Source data
%%

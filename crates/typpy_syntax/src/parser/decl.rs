/// Declaration parsing methods.
///
/// This chunk parses decorated and plain `def` / `class` statements, parameter lists and
/// `import` / `from ... import` statements.
///
/// ## Notes
/// - Definitions are statements here: they can appear at module level, in class bodies and
///   nested inside functions or `if` blocks.
impl<'a> Parser<'a> {
    // ========================================================================
    // Declarations
    // ========================================================================

    fn decorators(&mut self) -> Result<Vec<Spanned<Expr>>, CompileError> {
        let mut decorators = Vec::new();
        while self.match_token(&TokenKind::At) {
            decorators.push(self.expression()?);
            self.expect(&TokenKind::Newline, "Expected newline after decorator")?;
            self.skip_newlines();
        }
        Ok(decorators)
    }

    /// Parse a `def` or `class`, possibly preceded by decorators.
    fn definition(&mut self) -> Result<Statement, CompileError> {
        let decorators = self.decorators()?;
        if self.check_keyword(KeywordId::Def) {
            Ok(Statement::FunctionDef(self.function_def(decorators)?))
        } else if self.check_keyword(KeywordId::Class) {
            Ok(Statement::ClassDef(self.class_def(decorators)?))
        } else {
            Err(self.unexpected("Expected 'def' or 'class' after decorator"))
        }
    }

    fn function_def(&mut self, decorators: Vec<Spanned<Expr>>) -> Result<FunctionDef, CompileError> {
        self.expect_keyword(KeywordId::Def, "Expected 'def'")?;
        let name = self.identifier_spanned()?;
        self.expect_punct(PunctuationId::LParen, "Expected '(' after function name")?;
        let params = self.params()?;
        self.expect_punct(PunctuationId::RParen, "Expected ')' after parameters")?;

        let returns = if self.match_punct(PunctuationId::Arrow) {
            Some(self.expression()?)
        } else {
            None
        };

        self.expect_punct(PunctuationId::Colon, "Expected ':' after function signature")?;
        let body = self.suite()?;

        Ok(FunctionDef {
            decorators,
            name,
            params,
            returns,
            body,
        })
    }

    fn params(&mut self) -> Result<Vec<Spanned<Param>>, CompileError> {
        let mut params = Vec::new();
        let mut keyword_only = false;
        while !self.check_punct(PunctuationId::RParen) {
            // Positional-only marker
            if self.match_op(OperatorId::Slash) {
                if !self.match_punct(PunctuationId::Comma) {
                    break;
                }
                continue;
            }

            let start = self.current_span().start;
            let kind = if self.match_op(OperatorId::Star) {
                keyword_only = true;
                // Bare `*` only marks the following parameters keyword-only.
                if self.check_punct(PunctuationId::Comma) {
                    self.advance();
                    continue;
                }
                ParamKind::VarPositional
            } else if self.match_op(OperatorId::StarStar) {
                ParamKind::VarKeyword
            } else if keyword_only {
                ParamKind::KeywordOnly
            } else {
                ParamKind::Regular
            };

            let name = self.identifier()?;
            let annotation = if self.match_punct(PunctuationId::Colon) {
                Some(self.expression()?)
            } else {
                None
            };
            let default = if self.match_op(OperatorId::Eq) {
                Some(self.expression()?)
            } else {
                None
            };

            let end = self.prev_end();
            params.push(Spanned::new(
                Param {
                    name,
                    kind,
                    annotation,
                    default,
                },
                Span::new(start, end),
            ));

            if !self.match_punct(PunctuationId::Comma) {
                break;
            }
        }
        Ok(params)
    }

    fn class_def(&mut self, decorators: Vec<Spanned<Expr>>) -> Result<ClassDef, CompileError> {
        self.expect_keyword(KeywordId::Class, "Expected 'class'")?;
        let name = self.identifier_spanned()?;

        let mut bases = Vec::new();
        if self.match_punct(PunctuationId::LParen) {
            // Class keywords such as `metaclass=...` do not contribute bases.
            for arg in self.call_args()? {
                if let CallArg::Positional(base) = arg {
                    bases.push(base);
                }
            }
        }

        self.expect_punct(PunctuationId::Colon, "Expected ':' after class header")?;
        let body = self.suite()?;

        Ok(ClassDef {
            decorators,
            name,
            bases,
            body,
        })
    }

    // ========================================================================
    // Imports
    // ========================================================================

    fn import_stmt(&mut self) -> Result<Statement, CompileError> {
        if self.match_keyword(KeywordId::Import) {
            let module = self.dotted_name()?;
            let alias = if self.match_keyword(KeywordId::As) {
                Some(self.identifier()?)
            } else {
                None
            };
            return Ok(Statement::Import(ImportStmt {
                level: 0,
                module,
                alias,
                names: Vec::new(),
            }));
        }

        self.expect_keyword(KeywordId::From, "Expected 'import' or 'from'")?;
        let mut level = 0;
        loop {
            if self.match_punct(PunctuationId::Dot) {
                level += 1;
            } else if self.match_punct(PunctuationId::Ellipsis) {
                level += 3;
            } else {
                break;
            }
        }
        let module = if level > 0 && self.check_keyword(KeywordId::Import) {
            Vec::new()
        } else {
            self.dotted_name()?
        };
        self.expect_keyword(KeywordId::Import, "Expected 'import' after module path")?;

        let parenthesized = self.match_punct(PunctuationId::LParen);
        let mut names = Vec::new();
        if self.match_op(OperatorId::Star) {
            names.push(("*".to_string(), None));
        } else {
            loop {
                let name = self.identifier()?;
                let alias = if self.match_keyword(KeywordId::As) {
                    Some(self.identifier()?)
                } else {
                    None
                };
                names.push((name, alias));
                if !self.match_punct(PunctuationId::Comma) {
                    break;
                }
                if parenthesized && self.check_punct(PunctuationId::RParen) {
                    break;
                }
            }
        }
        if parenthesized {
            self.expect_punct(PunctuationId::RParen, "Expected ')' after imported names")?;
        }

        Ok(Statement::Import(ImportStmt {
            level,
            module,
            alias: None,
            names,
        }))
    }

    fn dotted_name(&mut self) -> Result<Vec<Ident>, CompileError> {
        let mut segments = vec![self.identifier()?];
        while self.match_punct(PunctuationId::Dot) {
            segments.push(self.identifier()?);
        }
        Ok(segments)
    }
}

%%

• **TASK GOAL**
Find the word "LParen" in the entries above, then copy each line that holds it.

• **RESPONSE**
        self.expect_punct(PunctuationId::LParen, "Expected '(' after function name")?;
        if self.match_punct(PunctuationId::LParen) {
        let parenthesized = self.match_punct(PunctuationId::LParen);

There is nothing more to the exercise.